**What is being asked**
Transcribe, word for word and without additions, each line below from the one containing "data, submission_date FROM" through the one containing "fn validate_table_name(name: &str)", both ends included.

Input section start

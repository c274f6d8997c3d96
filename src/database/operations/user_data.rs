// 玩家数据存储库
// 每个系统一张表，数据经 lz4 压缩后保存

use std::collections::HashSet;
use std::future::Future;
use std::sync::Arc;
use std::time::Duration;

use async_trait::async_trait;
use parking_lot::RwLock;
use sqlx::PgPool;

use crate::database::models::user_data::UserDataEntity;
use crate::database::store::DurableStore;
use crate::define::PlayerId;
use crate::error::StoreError;

/// 玩家数据存储库，处理所有与玩家系统数据相关的数据库操作
pub struct UserDataOperation {
    db: Arc<PgPool>,
    /// 已确认存在的表
    tables: RwLock<HashSet<String>>,
    timeout: Duration,
}

impl UserDataOperation {
    /// 创建新的玩家数据存储库实例
    pub fn new(db: Arc<PgPool>, timeout: Duration) -> Self {
        Self {
            db,
            tables: RwLock::new(HashSet::new()),
            timeout,
        }
    }

    /// 首次使用某个系统时建表
    async fn ensure_table(&self, system_name: &str) -> Result<(), StoreError> {
        if self.tables.read().contains(system_name) {
            return Ok(());
        }
        self.create_table(system_name).await
    }

    async fn with_timeout<T>(
        &self,
        op: &'static str,
        fut: impl Future<Output = Result<T, StoreError>>,
    ) -> Result<T, StoreError> {
        tokio::time::timeout(self.timeout, fut)
            .await
            .map_err(|_| StoreError::Timeout(op))?
    }
}

#[async_trait]
impl DurableStore for UserDataOperation {
    async fn create_table(&self, system_name: &str) -> Result<(), StoreError> {
        let table = validate_table_name(system_name)?;

        let sql = format!(
            r#"
            CREATE TABLE IF NOT EXISTS "{}" (
                id BIGINT PRIMARY KEY,
                data BYTEA,
                submission_date DATE
            )
            "#,
            table
        );

        self.with_timeout("create table", async {
            sqlx::query(&sql).execute(&*self.db).await?;
            Ok(())
        })
        .await?;

        self.tables.write().insert(table.to_string());
        tracing::info!("User data table ready: {}", table);
        Ok(())
    }

    async fn load_user_data(
        &self,
        system_name: &str,
        user_id: PlayerId,
    ) -> Result<Option<Vec<u8>>, StoreError> {
        self.ensure_table(system_name).await?;

        let sql = format!(
            r#"SELECT id, data, submission_date FROM "{}" WHERE id = $1"#,
            system_name
        );

        let row = self
            .with_timeout("load user data", async {
                let row = sqlx::query_as::<_, UserDataEntity>(&sql)
                    .bind(user_id.0)
                    .fetch_optional(&*self.db)
                    .await?;
                Ok(row)
            })
            .await?;

        match row.and_then(|entity| entity.data) {
            Some(compressed) => {
                let data = decode_blob(&compressed)?;
                tracing::info!(
                    "userid:{} get {} from database, len={}",
                    user_id,
                    system_name,
                    data.len()
                );
                Ok(Some(data))
            }
            None => Ok(None),
        }
    }

    async fn save_user_data(
        &self,
        system_name: &str,
        user_id: PlayerId,
        data: &[u8],
    ) -> Result<(), StoreError> {
        self.ensure_table(system_name).await?;

        let sql = format!(
            r#"
            INSERT INTO "{}" (id, data, submission_date)
            VALUES ($1, $2, CURRENT_DATE)
            ON CONFLICT (id) DO UPDATE
            SET data = EXCLUDED.data, submission_date = EXCLUDED.submission_date
            "#,
            system_name
        );
        let compressed = encode_blob(data);

        self.with_timeout("save user data", async {
            sqlx::query(&sql)
                .bind(user_id.0)
                .bind(compressed)
                .execute(&*self.db)
                .await?;
            Ok(())
        })
        .await
    }
}

/// 表名直接拼进 SQL，只允许字母、数字和下划线
fn validate_table_name(name: &str) -> Result<&str, StoreError> {
    if !name.is_empty() && name.chars().all(|c| c.is_ascii_alphanumeric() || c == '_') {
        Ok(name)
    } else {
        Err(StoreError::InvalidTable(name.to_string()))
    }
}

fn encode_blob(data: &[u8]) -> Vec<u8> {
    lz4_flex::compress_prepend_size(data)
}

fn decode_blob(data: &[u8]) -> Result<Vec<u8>, StoreError> {
    Ok(lz4_flex::decompress_size_prepended(data)?)
}

#[cfg(test)]
mod tests {
    use super::*;

    #[test]
    fn test_validate_table_name_rejects_injection() {
        assert!(validate_table_name("ROLE_DATA").is_ok());
        assert!(validate_table_name("").is_err());
        assert!(validate_table_name("ROLE_DATA\"; DROP TABLE x; --").is_err());
    }

    #[test]
    fn test_decode_blob_restores_compressed_data() {
        let raw = br#"{"UserID":1001,"Name":"alice","Level":3}"#;
        let stored = encode_blob(raw);
        assert_eq!(decode_blob(&stored).unwrap(), raw.to_vec());
    }

    #[test]
    fn test_decode_blob_rejects_garbage() {
        assert!(matches!(
            decode_blob(&[4, 0, 0, 0, 0xff]),
            Err(StoreError::Decompress(_))
        ));
    }
}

Input section end

**Task answer**
            r#"SELECT id, data, submission_date FROM "{}" WHERE id = $1"#,
            system_name
        );

        let row = self
            .with_timeout("load user data", async {
                let row = sqlx::query_as::<_, UserDataEntity>(&sql)
                    .bind(user_id.0)
                    .fetch_optional(&*self.db)
                    .await?;
                Ok(row)
            })
            .await?;

        match row.and_then(|entity| entity.data) {
            Some(compressed) => {
                let data = decode_blob(&compressed)?;
                tracing::info!(
                    "userid:{} get {} from database, len={}",
                    user_id,
                    system_name,
                    data.len()
                );
                Ok(Some(data))
            }
            None => Ok(None),
        }
    }

    async fn save_user_data(
        &self,
        system_name: &str,
        user_id: PlayerId,
        data: &[u8],
    ) -> Result<(), StoreError> {
        self.ensure_table(system_name).await?;

        let sql = format!(
            r#"
            INSERT INTO "{}" (id, data, submission_date)
            VALUES ($1, $2, CURRENT_DATE)
            ON CONFLICT (id) DO UPDATE
            SET data = EXCLUDED.data, submission_date = EXCLUDED.submission_date
            "#,
            system_name
        );
        let compressed = encode_blob(data);

        self.with_timeout("save user data", async {
            sqlx::query(&sql)
                .bind(user_id.0)
                .bind(compressed)
                .execute(&*self.db)
                .await?;
            Ok(())
        })
        .await
    }
}

/// 表名直接拼进 SQL，只允许字母、数字和下划线
fn validate_table_name(name: &str) -> Result<&str, StoreError> {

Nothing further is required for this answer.